Mixture had scatter particles of coconut oil on top. Flem left on top. The hypothesis of vegetable oil mixture was as stated. State would stay the same. Light yellow color would remain throughout heating process. Easy to stir light liquid consistency. Bubbly effect due to lack of moisture in oils components. Same amount of oil on top as coconut oil. The proven occurence of vegetable oil was as stated. Color changed from light yellow to deeper yellow as experiment went on. Bubbly effect took place due to lack of moisture in oil. Mixture changed consistency. Began to thicken as experiment went on. At one point mixture separated into gel like substances. After gel phase, mixture went back and was more uniform but thicker than original. Mixture solidified. Not as much soap was produced as was thought. Example: coconut Oil- coconut oil produced more soap than vegetable oil.
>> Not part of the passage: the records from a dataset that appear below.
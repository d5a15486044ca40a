//! Reassembly of per-chunk inference outputs.
//!
//! [`OutputData`] accumulates image and tensor results in chunk order and is
//! finalized exactly once by [`OutputData::finish`], which crops tile padding
//! and restores a held-back alpha channel. After `finish` every mutating call
//! is a no-op.

use tracing::{debug, warn};

use crate::error::PipelineError;
use crate::resize::{resize_image, ResizeAlgorithm};
use crate::slicer::{AlphaPlane, InsertStrategy, SlicePlan};
use crate::types::{Axis, ImageData, Layout, TensorBuffer, RGBA_CHANNELS};

#[derive(Debug, Clone)]
pub struct OutputData {
    image: ImageData,
    tensor: Option<TensorBuffer>,
    tensor_dims: Option<[usize; 4]>,
    multiplier: Option<f64>,
    layout: Layout,
    plan: SlicePlan,
    tile_pos: (usize, usize),
    tile_output: Option<(usize, usize)>,
    finished: bool,
}

impl OutputData {
    /// Empty accumulator for the chunks described by `plan`.
    pub fn new(plan: SlicePlan, layout: Layout) -> Self {
        Self {
            image: ImageData::default(),
            tensor: None,
            tensor_dims: None,
            multiplier: None,
            layout,
            plan,
            tile_pos: (0, 0),
            tile_output: None,
            finished: false,
        }
    }

    pub fn image(&self) -> &ImageData {
        &self.image
    }

    pub fn tensor(&self) -> Option<&TensorBuffer> {
        self.tensor.as_ref()
    }

    pub fn tensor_dims(&self) -> Option<[usize; 4]> {
        self.tensor_dims
    }

    /// Output width over input width; set by [`finish`](Self::finish).
    pub fn multiplier(&self) -> Option<f64> {
        self.multiplier
    }

    pub fn strategy(&self) -> InsertStrategy {
        self.plan.strategy
    }

    pub fn is_finished(&self) -> bool {
        self.finished
    }

    pub fn into_parts(self) -> (ImageData, Option<TensorBuffer>, Option<[usize; 4]>) {
        (self.image, self.tensor, self.tensor_dims)
    }

    /// Place one chunk's image output according to the insertion strategy.
    pub fn insert_image_chunk(&mut self, chunk: ImageData) -> Result<(), PipelineError> {
        if self.finished {
            return Ok(());
        }
        if !chunk.is_consistent() {
            return Err(PipelineError::InvalidInputShape(format!(
                "chunk output holds {} bytes, expected {}",
                chunk.data.len(),
                chunk.expected_len()
            )));
        }

        match self.plan.strategy {
            InsertStrategy::Vertical => self.insert_vertical(chunk),
            InsertStrategy::Tile { grid, .. } => self.insert_tile(chunk, grid.x, grid.y),
        }
    }

    fn insert_vertical(&mut self, chunk: ImageData) -> Result<(), PipelineError> {
        if self.image.height == 0 {
            self.image = chunk;
            return Ok(());
        }
        if chunk.width != self.image.width || chunk.channels != self.image.channels {
            return Err(PipelineError::InvalidInputShape(format!(
                "strip is {}x{} with {} channels, accumulated image is {} wide with {}",
                chunk.width, chunk.height, chunk.channels, self.image.width, self.image.channels
            )));
        }

        self.image.data.extend_from_slice(&chunk.data);
        self.image.height += chunk.height;
        Ok(())
    }

    fn insert_tile(
        &mut self,
        chunk: ImageData,
        grid_x: usize,
        grid_y: usize,
    ) -> Result<(), PipelineError> {
        let (tile_w, tile_h) = match self.tile_output {
            Some(size) => size,
            None => {
                let size = (chunk.width, chunk.height);
                self.image = ImageData::new(
                    vec![0; grid_x * size.0 * grid_y * size.1 * chunk.channels],
                    grid_x * size.0,
                    grid_y * size.1,
                    chunk.channels,
                );
                self.tile_output = Some(size);
                size
            }
        };

        if (chunk.width, chunk.height) != (tile_w, tile_h) || chunk.channels != self.image.channels
        {
            return Err(PipelineError::InvalidInputShape(format!(
                "tile output is {}x{}, expected {tile_w}x{tile_h}",
                chunk.width, chunk.height
            )));
        }

        let (tx, ty) = self.tile_pos;
        if ty >= grid_y {
            return Err(PipelineError::InvalidInputShape(format!(
                "received more than {} tiles",
                grid_x * grid_y
            )));
        }

        let channels = self.image.channels;
        let dst_stride = self.image.width * channels;
        let row_bytes = tile_w * channels;
        for (row, src) in chunk.data.chunks_exact(row_bytes).enumerate() {
            let start = (ty * tile_h + row) * dst_stride + tx * row_bytes;
            self.image.data[start..start + row_bytes].copy_from_slice(src);
        }

        self.tile_pos = if tx + 1 >= grid_x { (0, ty + 1) } else { (tx + 1, ty) };
        Ok(())
    }

    /// Append one chunk's raw output tensor along the height axis.
    ///
    /// Only strips are merged; tile runs keep no assembled tensor.
    pub fn insert_tensor_chunk(
        &mut self,
        chunk: TensorBuffer,
        dims: [usize; 4],
    ) -> Result<(), PipelineError> {
        if self.finished || !matches!(self.plan.strategy, InsertStrategy::Vertical) {
            return Ok(());
        }
        if chunk.len() != dims.iter().product::<usize>() {
            return Err(PipelineError::TensorMismatch {
                fields: vec![format!(
                    "elements ({} for dims {dims:?})",
                    chunk.len()
                )],
            });
        }

        let (acc, acc_dims) = match (self.tensor.take(), self.tensor_dims) {
            (Some(acc), Some(acc_dims)) => (acc, acc_dims),
            _ => {
                self.tensor = Some(chunk);
                self.tensor_dims = Some(dims);
                return Ok(());
            }
        };

        let h = self.layout.index_of(Axis::H);
        let mismatched: Vec<String> = (0..4)
            .filter(|&i| i != h && acc_dims[i] != dims[i])
            .map(|i| format!("dim {i} ({} vs {})", acc_dims[i], dims[i]))
            .collect();
        if !mismatched.is_empty() {
            self.tensor = Some(acc);
            return Err(PipelineError::TensorMismatch { fields: mismatched });
        }

        let outer: usize = acc_dims[..h].iter().product();
        let acc_block: usize = acc_dims[h..].iter().product();
        let chunk_block: usize = dims[h..].iter().product();

        let merged = match (acc, chunk) {
            (TensorBuffer::F32(a), TensorBuffer::F32(b)) => {
                TensorBuffer::F32(merge_blocks(&a, &b, outer, acc_block, chunk_block))
            }
            (TensorBuffer::F64(a), TensorBuffer::F64(b)) => {
                TensorBuffer::F64(merge_blocks(&a, &b, outer, acc_block, chunk_block))
            }
            (TensorBuffer::I8(a), TensorBuffer::I8(b)) => {
                TensorBuffer::I8(merge_blocks(&a, &b, outer, acc_block, chunk_block))
            }
            (TensorBuffer::U8(a), TensorBuffer::U8(b)) => {
                TensorBuffer::U8(merge_blocks(&a, &b, outer, acc_block, chunk_block))
            }
            (TensorBuffer::U16(a), TensorBuffer::U16(b)) => {
                TensorBuffer::U16(merge_blocks(&a, &b, outer, acc_block, chunk_block))
            }
            (TensorBuffer::I32(a), TensorBuffer::I32(b)) => {
                TensorBuffer::I32(merge_blocks(&a, &b, outer, acc_block, chunk_block))
            }
            (TensorBuffer::U32(a), TensorBuffer::U32(b)) => {
                TensorBuffer::U32(merge_blocks(&a, &b, outer, acc_block, chunk_block))
            }
            (a, b) => {
                let fields = vec![format!("element type ({} vs {})", a.kind(), b.kind())];
                self.tensor = Some(a);
                return Err(PipelineError::TensorMismatch { fields });
            }
        };

        let mut merged_dims = acc_dims;
        merged_dims[h] += dims[h];
        self.tensor = Some(merged);
        self.tensor_dims = Some(merged_dims);
        Ok(())
    }

    /// Finalize the output. Runs once; later calls return immediately.
    pub fn finish(&mut self) {
        if self.finished {
            return;
        }
        self.finished = true;

        let multiplier = match (self.plan.strategy, self.tile_output) {
            (InsertStrategy::Tile { tile_size, .. }, Some((tile_w, _))) => {
                tile_w as f64 / tile_size as f64
            }
            _ if self.plan.source_width > 0 => {
                self.image.width as f64 / self.plan.source_width as f64
            }
            _ => 1.0,
        };
        self.multiplier = Some(multiplier);

        if let (InsertStrategy::Tile { .. }, Some((pre_w, pre_h))) =
            (self.plan.strategy, self.plan.pre_padding)
        {
            let crop_w = ((pre_w as f64 * multiplier).round() as usize).min(self.image.width);
            let crop_h = ((pre_h as f64 * multiplier).round() as usize).min(self.image.height);
            self.crop(crop_w, crop_h);
        }

        if let Some(alpha) = self.plan.alpha.take() {
            self.restore_alpha(&alpha);
        }

        if let Some(dims) = self.tensor_dims {
            let channels = self.layout.extent(&dims, Axis::C);
            let height = self.layout.extent(&dims, Axis::H);
            let width = self.layout.extent(&dims, Axis::W);
            self.tensor_dims = Some(self.layout.dims(1, channels, height, width));
        }

        debug!(
            width = self.image.width,
            height = self.image.height,
            multiplier,
            "Output assembled"
        );
    }

    fn crop(&mut self, width: usize, height: usize) {
        if width == self.image.width && height == self.image.height {
            return;
        }
        let channels = self.image.channels;
        let src_stride = self.image.width * channels;
        let dst_stride = width * channels;
        let mut data = Vec::with_capacity(dst_stride * height);
        for row in self.image.data.chunks_exact(src_stride).take(height) {
            data.extend_from_slice(&row[..dst_stride]);
        }
        self.image = ImageData::new(data, width, height, channels);
    }

    fn restore_alpha(&mut self, alpha: &AlphaPlane) {
        if self.image.channels != RGBA_CHANNELS || self.image.data.is_empty() {
            warn!(
                channels = self.image.channels,
                "Output has no alpha slot; retained alpha dropped"
            );
            return;
        }

        let (w, h) = (self.image.width, self.image.height);
        let plane = if (alpha.width, alpha.height) == (w, h) {
            alpha.data.clone()
        } else if alpha.width == 0 || alpha.height == 0 {
            return;
        } else {
            // A uniform integer scale maps every source pixel to a square block.
            let uniform = w % alpha.width == 0
                && h % alpha.height == 0
                && w / alpha.width == h / alpha.height;
            let algorithm = if uniform {
                ResizeAlgorithm::Nearest
            } else {
                ResizeAlgorithm::Bilinear
            };
            let plane = ImageData::new(alpha.data.clone(), alpha.width, alpha.height, 1);
            resize_image(&plane, w, h, algorithm).data
        };

        for (pixel, a) in self.image.data.chunks_exact_mut(RGBA_CHANNELS).zip(plane) {
            pixel[3] = a;
        }
    }
}

/// Interleave two buffers block by block: for each of `outer` groups, the
/// accumulated block followed by the new one.
fn merge_blocks<T: Copy>(
    acc: &[T],
    chunk: &[T],
    outer: usize,
    acc_block: usize,
    chunk_block: usize,
) -> Vec<T> {
    let mut merged = Vec::with_capacity(acc.len() + chunk.len());
    for o in 0..outer {
        merged.extend_from_slice(&acc[o * acc_block..(o + 1) * acc_block]);
        merged.extend_from_slice(&chunk[o * chunk_block..(o + 1) * chunk_block]);
    }
    merged
}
Expected the same amount of soap to be produced, considering same proportions were used. Vegetable Oil- vegetable oil produced less soap than coconut oil. Expected same amount of soap to be produced, considering same proportions were used.
Conclusion
In conclusion, the experiment was successful. Coconut oil was successfully substituted for vegetable oil in order to create soap and the differences in the two soaps was analyzed using various methods.